Monday, January 4, 2016

Iron Law Omission: Cheating

When I posted the Iron Laws of University Life, I forgot one key Iron Law:
Iron Law of Cheating: Most cheaters are either not bright or are very lazy, but most are both dim and lazy.
I was reminded of this tonight by Max Fisher:
This axiom is, um, axiomatic cheating can be risky, leading to F's and even expulsions, so why cheat if one is bright and not lazy? Ok, when one is ambitious... I had a student who was on the edge of qualifying for honors, and chose to put together three or four papers into one master argument for an honors class.  In his/her presentation, it sounded pretty good.  But then when I read the paper, the cutting and pasting eventually revealed itself, including the inclusion of a footnote thanking big name scholar for his comments. 

Of course, I may take too much comfort in this Iron Law--that smart cheaters get away with it.  And that probably happens, but the majority of cheating I firmly believe is detectable precisely because the people involved are dim and lazy.  Whether it is detected depends on the assignments professors develop and how attentive they and their teaching assistants are.
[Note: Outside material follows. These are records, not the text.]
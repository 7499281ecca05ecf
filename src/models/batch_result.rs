//! Batch result models.
//!
//! This module contains the [`BatchResult`] type and its associated
//! structures that summarize one payroll batch run per staff member, so the
//! outcome of every batch is observable and independently testable.

use chrono::NaiveDate;
use rust_decimal::Decimal;
use serde::{Deserialize, Serialize};
use uuid::Uuid;

use super::PayFrequency;
use crate::error::PayrollError;

/// Classifies a contained per-staff failure.
///
/// Only failures handled within the scope of one staff member appear here;
/// a directory list failure aborts the whole batch and is reported through
/// [`PayrollError`] instead.
#[derive(Debug, Clone, Copy, PartialEq, Eq, Serialize, Deserialize)]
#[serde(rename_all = "snake_case")]
pub enum FailureKind {
    /// The staff id could not be resolved at processing time.
    StaffNotFound,
    /// A compensation field was malformed or produced an unpayable amount.
    InvalidCompensation,
    /// The ledger write failed or timed out.
    PersistenceFailure,
}

impl FailureKind {
    /// Classifies a [`PayrollError`] into the contained-failure taxonomy.
    ///
    /// Errors that are not per-staff by nature (directory or config errors
    /// surfacing during re-resolution) classify as [`FailureKind::StaffNotFound`],
    /// since resolution did not produce a staff record.
    pub fn from_error(error: &PayrollError) -> Self {
        match error {
            PayrollError::InvalidCompensation { .. } => FailureKind::InvalidCompensation,
            PayrollError::PersistenceFailure { .. } => FailureKind::PersistenceFailure,
            _ => FailureKind::StaffNotFound,
        }
    }
}

/// The outcome of processing one staff member within a batch.
#[derive(Debug, Clone, PartialEq, Eq, Serialize, Deserialize)]
#[serde(tag = "status", rename_all = "snake_case")]
pub enum BatchOutcome {
    /// A payroll record was computed and persisted.
    Paid {
        /// The ledger id of the persisted record.
        record_id: Uuid,
        /// The net amount disbursed.
        #[serde(with = "rust_decimal::serde::str")]
        amount: Decimal,
    },
    /// A record for this staff member and pay period already exists; the
    /// write was a no-op.
    AlreadyPaid,
    /// Processing failed; the failure was contained to this staff member.
    Failed {
        /// The failure classification.
        kind: FailureKind,
        /// Human-readable failure detail.
        message: String,
    },
}

/// One staff member's entry in a batch summary.
#[derive(Debug, Clone, PartialEq, Eq, Serialize, Deserialize)]
pub struct StaffOutcome {
    /// The staff member processed.
    pub staff_id: String,
    /// What happened for this staff member.
    #[serde(flatten)]
    pub outcome: BatchOutcome,
}

/// The summary of one payroll batch run.
///
/// Produced by the batch runner for every run, successful staff and contained
/// failures alike; consumable by logging today and an alerting path later.
///
/// # Example
///
/// ```
/// use payroll_engine::models::{BatchOutcome, BatchResult, PayFrequency, StaffOutcome};
/// use chrono::NaiveDate;
/// use rust_decimal::Decimal;
/// use uuid::Uuid;
///
/// let result = BatchResult {
///     run_id: Uuid::new_v4(),
///     frequency: PayFrequency::Weekly,
///     period_start: NaiveDate::from_ymd_opt(2026, 3, 8).unwrap(),
///     outcomes: vec![StaffOutcome {
///         staff_id: "s2".to_string(),
///         outcome: BatchOutcome::Paid {
///             record_id: Uuid::new_v4(),
///             amount: Decimal::from(2000),
///         },
///     }],
/// };
/// assert_eq!(result.paid_count(), 1);
/// assert_eq!(result.failed_count(), 0);
/// ```
#[derive(Debug, Clone, PartialEq, Eq, Serialize, Deserialize)]
pub struct BatchResult {
    /// Unique identifier for this batch run.
    pub run_id: Uuid,
    /// The pay frequency this batch targeted.
    pub frequency: PayFrequency,
    /// The pay period the batch settled.
    pub period_start: NaiveDate,
    /// Per-staff outcomes, one entry per staff member listed for the batch.
    pub outcomes: Vec<StaffOutcome>,
}

impl BatchResult {
    /// Number of staff members paid in this run.
    pub fn paid_count(&self) -> usize {
        self.outcomes
            .iter()
            .filter(|o| matches!(o.outcome, BatchOutcome::Paid { .. }))
            .count()
    }

    /// Number of staff members skipped because their period was already paid.
    pub fn skipped_count(&self) -> usize {
        self.outcomes
            .iter()
            .filter(|o| matches!(o.outcome, BatchOutcome::AlreadyPaid))
            .count()
    }

    /// Number of contained per-staff failures in this run.
    pub fn failed_count(&self) -> usize {
        self.outcomes
            .iter()
            .filter(|o| matches!(o.outcome, BatchOutcome::Failed { .. }))
            .count()
    }
}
I always used cheating as an example of expected utility:
postulating the benefits of cheating are an improvement of one grade (from a C to a B or a B to an A in the grade in one class), which might mean a slight uptick in one's GPA over four years
the likelihood of being caught is low, say 10%
the penalty for cheating is a F for the course
so small change in GPA > or < .1*F
For most students, the calculus would deter against cheating as the small uptick of one's GPA is not worth the slim chance of an F on one's record.  The student who caught cheating got an F in an honor's class.  You can imagine what signal that sends to potential graduate programs.

But yet some cheat--those who don't get this math.  Which then goes back to dim...

Whenever I think of cheaters who get away it in the short term, I am reminded of:
Karl-Theodor Maria Nikolaus Johann Jacob Philipp Franz Joseph Sylvester Freiherr von und zu Guttenberg (yes, I copied his name from Wikipedia), who was the German Defence Minister before he was revealed to be a plagiarist.  He went from being seen as the potential successor to Merkl to giving a lousy talk at defence conferences in Canada.

The bright side is that it gives me an excuse to post one of my favorite videos of all time:

1 comment:

Anonymous said...

Regarding Herr Plagiariser's full name: in retrospect, the abolition of noble titles in Germany may have been the most important thing the Weimar Republic ever did.